Alternatively, after the organoids have formed, they are placed inside larger Corning Collagen I droplets to stimulate the cells to grow out and populate. “This way, we study the ability of these cells to migrate out of the organoid, which has ramifications for certain disease processes,” says Freedman. “The tubular cells, which are normally sedentary, can actually migrate out when you give them an environment like that.”

Better detached than attached

One of the projects in the Freedman lab involves studying polycystic kidney disease using the kidney organoid model. “In polycystic kidney disease, the tubules, which are normally very narrow, swell up to form large balloon-life structures. They eventually crowd out and destroy all the healthy kidney tissue,” explains Freedman. “We’ve been able to get this to actually happen in our kidney organoids by mutating a gene in the stem cells and derive organoids that are mutants. The organoids swell just like the kidney tubules in the disease.”

This swelling process, however, depends on the microenvironment the organoid finds itself in. Freedman adds: “If you grow the organoids in a condition where they’re essentially floating in media, then it accelerates and exacerbates the disease process.” The lab uses Corning ultra-low attachment plates to grow the organoids detached. “They make these big balloon-like cyst structures very well in the ultra-low attachment plates,” notes Freedman. “They don’t do as well when grown in normal tissue culture conditions.”
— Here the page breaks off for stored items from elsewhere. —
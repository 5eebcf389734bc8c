use std::path::PathBuf;
use thiserror::Error;

/// Failures specific to reordering. Everything else (I/O, FASTA parsing)
/// travels as a plain `anyhow::Error` with context attached.
#[derive(Debug, Error)]
pub enum ReorderError {
    #[error("rotation start {pos} is outside the sequence (valid range 1..={len})")]
    InvalidRotation { pos: usize, len: usize },

    #[error("no FASTA record found in {}", .0.display())]
    EmptyInput(PathBuf),

    #[error("{program} {}", exit_detail(.code, .stderr))]
    AlignerFailed {
        program: String,
        code: Option<i32>,
        stderr: String,
    },

    /// `line` is 1-based.
    #[error("malformed hit on line {line}: {reason}")]
    MalformedHit { line: usize, reason: String },

    #[error("subject '{0}' matches no input record and is not a readable file")]
    UnknownSubject(String),

    /// Two inputs whose first records share an id; hits could not tell them apart.
    #[error("record id '{id}' appears in both {} and {}", .first.display(), .second.display())]
    DuplicateSubject {
        id: String,
        first: PathBuf,
        second: PathBuf,
    },
}

fn exit_detail(code: &Option<i32>, stderr: &str) -> String {
    let status = match code {
        Some(code) => format!("exited with status {}", code),
        None => "was terminated by a signal".to_string(),
    };
    match stderr.trim() {
        "" => status,
        stderr => format!("{}: {}", status, stderr),
    }
}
The next big thing for 3D cell culture

High-throughput chemical and genetic screening are soon making their way into 3D cell culture biology. “We’re going to move from a phase where we study one drug and its effects at a time to a stage where we’re interrogating the organoids with thousands of compounds,” says Freedman. 

“This is something you can’t do in the mammalian animal model, so it’s an exciting time for unbiased discovery using organoids. The big data phase is upon us.”